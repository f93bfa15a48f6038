//! Parlance Engine library.
//!
//! Hosts the command-understanding core for a game loop.
//!
//! ## Structure
//!
//! - `infrastructure/` - Configuration and catalog sources (ports + adapters)
//! - `use_cases/` - Command interpretation on top of the domain analyzer
//! - `app` - Application composition

pub mod app;
pub mod infrastructure;
pub mod use_cases;

pub use app::App;
//! Parlance - line-oriented command interpreter.
//!
//! Reads commands from stdin and prints how each one was understood.
//! `:vocab` prints the derived vocabulary as JSON, `:quit` exits.

use std::io::{self, BufRead, Write};

use tracing_subscriber::{layer::SubscriberExt, util::SubscriberInitExt};

use parlance_engine::infrastructure::config::{load_dotenv_from_repo_root, EngineConfig};
use parlance_engine::App;

fn main() -> anyhow::Result<()> {
    // Load environment from repo root before reading any configuration.
    load_dotenv_from_repo_root();

    // Initialize logging (stderr keeps stdout for interpreter output)
    tracing_subscriber::registry()
        .with(
            tracing_subscriber::EnvFilter::try_from_default_env()
                .unwrap_or_else(|_| "parlance_engine=info".into()),
        )
        .with(tracing_subscriber::fmt::layer().with_writer(io::stderr))
        .init();

    tracing::info!("Starting Parlance interpreter");

    let config = EngineConfig::from_env()?;
    let app = App::from_config(&config)?;

    let stdin = io::stdin();
    let mut stdout = io::stdout().lock();

    for line in stdin.lock().lines() {
        let line = line?;
        match line.trim() {
            ":quit" => break,
            ":vocab" => {
                let vocabulary = serde_json::to_string_pretty(app.analyzer.vocabulary())?;
                writeln!(stdout, "{}", vocabulary)?;
            }
            _ => {
                let interpretation = app.interpret.execute(&line);
                writeln!(stdout, "{}", interpretation)?;
            }
        }
        stdout.flush()?;
    }

    tracing::info!("Interpreter shutting down");
    Ok(())
}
-- -- --
### WHAT THE TASK ASKS:
Which lines of the entries above contain the string "stdin"? Copy each one.

### EXERCISE OUTPUT:
//! Reads commands from stdin and prints how each one was understood.
    let stdin = io::stdin();
    for line in stdin.lock().lines() {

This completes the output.